ENTRIES SUPPLIED section start
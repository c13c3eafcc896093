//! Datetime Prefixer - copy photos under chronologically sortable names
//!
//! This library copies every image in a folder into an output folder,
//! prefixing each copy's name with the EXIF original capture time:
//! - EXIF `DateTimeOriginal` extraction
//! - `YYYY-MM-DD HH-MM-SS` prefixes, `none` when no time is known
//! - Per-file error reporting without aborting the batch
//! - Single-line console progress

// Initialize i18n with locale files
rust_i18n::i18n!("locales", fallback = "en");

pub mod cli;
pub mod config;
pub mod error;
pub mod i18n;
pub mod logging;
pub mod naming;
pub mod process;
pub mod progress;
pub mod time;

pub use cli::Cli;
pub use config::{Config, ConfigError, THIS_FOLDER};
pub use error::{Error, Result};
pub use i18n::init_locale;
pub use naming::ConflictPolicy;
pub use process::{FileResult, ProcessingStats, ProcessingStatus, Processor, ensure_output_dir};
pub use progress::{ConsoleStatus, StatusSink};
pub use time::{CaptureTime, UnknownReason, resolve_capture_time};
ENTRIES SUPPLIED section end
ENTRIES SUPPLIED section start
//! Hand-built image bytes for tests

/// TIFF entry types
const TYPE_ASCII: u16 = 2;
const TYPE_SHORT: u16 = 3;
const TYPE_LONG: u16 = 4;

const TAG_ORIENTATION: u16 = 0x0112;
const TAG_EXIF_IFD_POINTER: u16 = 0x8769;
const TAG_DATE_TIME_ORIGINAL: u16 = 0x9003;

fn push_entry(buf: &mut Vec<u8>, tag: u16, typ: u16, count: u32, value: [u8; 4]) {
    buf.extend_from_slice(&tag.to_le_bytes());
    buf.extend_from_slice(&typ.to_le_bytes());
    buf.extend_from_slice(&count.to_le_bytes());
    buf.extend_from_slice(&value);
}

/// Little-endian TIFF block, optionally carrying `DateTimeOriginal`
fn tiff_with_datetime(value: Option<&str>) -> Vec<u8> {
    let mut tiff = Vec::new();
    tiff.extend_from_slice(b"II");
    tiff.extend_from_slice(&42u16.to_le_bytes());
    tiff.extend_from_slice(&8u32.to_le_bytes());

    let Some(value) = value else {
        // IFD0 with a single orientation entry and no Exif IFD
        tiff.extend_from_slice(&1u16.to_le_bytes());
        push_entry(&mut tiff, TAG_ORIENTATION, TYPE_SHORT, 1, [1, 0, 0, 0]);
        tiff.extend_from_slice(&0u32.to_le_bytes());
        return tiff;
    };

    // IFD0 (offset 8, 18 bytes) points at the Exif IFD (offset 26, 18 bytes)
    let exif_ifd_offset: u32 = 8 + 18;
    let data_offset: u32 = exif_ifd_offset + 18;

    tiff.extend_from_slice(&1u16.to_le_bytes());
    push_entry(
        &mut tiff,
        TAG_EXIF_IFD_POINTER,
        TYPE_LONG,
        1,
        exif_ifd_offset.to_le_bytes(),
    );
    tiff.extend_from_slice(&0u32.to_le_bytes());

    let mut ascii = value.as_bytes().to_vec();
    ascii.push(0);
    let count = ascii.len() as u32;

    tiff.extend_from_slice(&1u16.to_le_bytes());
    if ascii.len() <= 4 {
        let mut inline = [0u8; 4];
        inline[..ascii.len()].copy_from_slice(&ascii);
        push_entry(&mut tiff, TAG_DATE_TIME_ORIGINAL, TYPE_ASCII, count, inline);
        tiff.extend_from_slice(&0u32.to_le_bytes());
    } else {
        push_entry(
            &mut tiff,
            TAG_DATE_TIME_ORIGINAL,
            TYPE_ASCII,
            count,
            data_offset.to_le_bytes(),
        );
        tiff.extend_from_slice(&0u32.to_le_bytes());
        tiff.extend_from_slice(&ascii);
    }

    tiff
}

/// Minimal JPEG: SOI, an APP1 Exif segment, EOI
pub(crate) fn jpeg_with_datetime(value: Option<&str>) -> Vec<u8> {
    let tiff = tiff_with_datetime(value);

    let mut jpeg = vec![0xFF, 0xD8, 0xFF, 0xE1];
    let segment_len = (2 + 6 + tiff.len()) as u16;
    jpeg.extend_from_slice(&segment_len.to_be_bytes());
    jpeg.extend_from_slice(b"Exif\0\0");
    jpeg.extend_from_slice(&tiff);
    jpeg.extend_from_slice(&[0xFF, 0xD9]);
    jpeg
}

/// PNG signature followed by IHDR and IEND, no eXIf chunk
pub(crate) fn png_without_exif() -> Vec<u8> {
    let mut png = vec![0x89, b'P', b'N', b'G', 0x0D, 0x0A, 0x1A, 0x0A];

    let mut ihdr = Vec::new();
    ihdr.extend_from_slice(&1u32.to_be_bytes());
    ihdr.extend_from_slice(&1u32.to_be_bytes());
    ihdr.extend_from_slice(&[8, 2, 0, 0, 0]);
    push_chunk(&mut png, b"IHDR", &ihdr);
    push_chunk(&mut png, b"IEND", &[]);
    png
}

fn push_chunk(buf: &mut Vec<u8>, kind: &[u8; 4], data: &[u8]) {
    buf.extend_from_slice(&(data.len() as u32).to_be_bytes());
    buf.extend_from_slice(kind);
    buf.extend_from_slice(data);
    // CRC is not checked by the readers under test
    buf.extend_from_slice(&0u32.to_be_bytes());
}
ENTRIES SUPPLIED section end
ENTRIES SUPPLIED section start
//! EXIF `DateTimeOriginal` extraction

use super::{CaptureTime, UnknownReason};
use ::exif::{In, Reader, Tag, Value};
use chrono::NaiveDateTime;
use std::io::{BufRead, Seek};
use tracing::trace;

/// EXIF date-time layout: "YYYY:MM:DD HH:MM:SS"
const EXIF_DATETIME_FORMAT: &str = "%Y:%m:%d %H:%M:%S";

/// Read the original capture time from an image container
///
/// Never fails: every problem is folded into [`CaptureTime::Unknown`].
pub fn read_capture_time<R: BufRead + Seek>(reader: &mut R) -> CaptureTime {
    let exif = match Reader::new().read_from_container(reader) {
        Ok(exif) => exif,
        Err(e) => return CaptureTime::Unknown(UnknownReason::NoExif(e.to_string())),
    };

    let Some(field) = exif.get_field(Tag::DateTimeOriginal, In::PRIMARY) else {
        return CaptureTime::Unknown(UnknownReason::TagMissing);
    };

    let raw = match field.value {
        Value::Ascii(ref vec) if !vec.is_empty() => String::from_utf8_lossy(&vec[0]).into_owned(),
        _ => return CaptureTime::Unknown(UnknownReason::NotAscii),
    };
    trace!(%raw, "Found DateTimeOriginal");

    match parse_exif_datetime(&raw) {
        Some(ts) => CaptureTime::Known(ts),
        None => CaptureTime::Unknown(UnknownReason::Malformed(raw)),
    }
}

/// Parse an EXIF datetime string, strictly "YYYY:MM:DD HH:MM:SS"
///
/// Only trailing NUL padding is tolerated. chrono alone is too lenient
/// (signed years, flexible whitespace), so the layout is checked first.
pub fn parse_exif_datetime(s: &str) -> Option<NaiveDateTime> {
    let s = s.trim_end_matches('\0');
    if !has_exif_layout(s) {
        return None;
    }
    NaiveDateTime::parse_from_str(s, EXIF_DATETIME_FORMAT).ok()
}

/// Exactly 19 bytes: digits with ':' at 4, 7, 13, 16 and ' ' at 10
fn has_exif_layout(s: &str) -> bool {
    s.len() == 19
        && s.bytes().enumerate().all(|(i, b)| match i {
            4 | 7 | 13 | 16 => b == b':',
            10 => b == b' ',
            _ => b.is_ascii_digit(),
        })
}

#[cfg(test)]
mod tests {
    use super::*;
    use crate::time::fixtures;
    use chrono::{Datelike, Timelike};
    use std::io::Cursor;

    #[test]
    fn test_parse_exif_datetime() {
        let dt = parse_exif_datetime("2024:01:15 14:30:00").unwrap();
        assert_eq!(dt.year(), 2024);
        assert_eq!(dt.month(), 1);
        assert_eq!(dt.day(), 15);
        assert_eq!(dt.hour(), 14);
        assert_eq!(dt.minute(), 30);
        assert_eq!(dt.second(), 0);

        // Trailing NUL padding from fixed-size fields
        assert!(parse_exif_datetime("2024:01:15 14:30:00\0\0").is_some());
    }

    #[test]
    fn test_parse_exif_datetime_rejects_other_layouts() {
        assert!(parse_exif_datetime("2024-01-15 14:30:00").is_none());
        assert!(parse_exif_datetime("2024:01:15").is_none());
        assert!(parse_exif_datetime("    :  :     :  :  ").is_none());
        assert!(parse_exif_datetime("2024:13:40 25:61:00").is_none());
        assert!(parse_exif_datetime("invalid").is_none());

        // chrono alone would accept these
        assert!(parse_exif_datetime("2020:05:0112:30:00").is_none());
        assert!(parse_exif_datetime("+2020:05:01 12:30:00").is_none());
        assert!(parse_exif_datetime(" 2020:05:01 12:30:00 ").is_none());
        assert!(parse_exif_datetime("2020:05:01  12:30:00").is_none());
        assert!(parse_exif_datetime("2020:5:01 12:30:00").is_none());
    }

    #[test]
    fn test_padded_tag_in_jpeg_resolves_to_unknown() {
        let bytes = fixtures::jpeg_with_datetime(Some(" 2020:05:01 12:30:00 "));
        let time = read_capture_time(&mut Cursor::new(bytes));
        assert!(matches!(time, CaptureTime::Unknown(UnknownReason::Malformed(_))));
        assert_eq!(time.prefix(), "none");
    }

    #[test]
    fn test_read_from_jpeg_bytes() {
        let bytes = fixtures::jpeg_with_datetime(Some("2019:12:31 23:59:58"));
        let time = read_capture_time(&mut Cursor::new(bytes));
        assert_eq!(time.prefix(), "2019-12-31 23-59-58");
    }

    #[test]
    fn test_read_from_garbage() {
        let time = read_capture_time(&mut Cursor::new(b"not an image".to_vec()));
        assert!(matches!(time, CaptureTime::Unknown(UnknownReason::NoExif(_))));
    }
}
ENTRIES SUPPLIED section end
TASK TO COMPLETE:
Using the records above, gather all lines where the string "IEND" is present.

TASK RESPONSE:
/// PNG signature followed by IHDR and IEND, no eXIf chunk
    push_chunk(&mut png, b"IEND", &[]);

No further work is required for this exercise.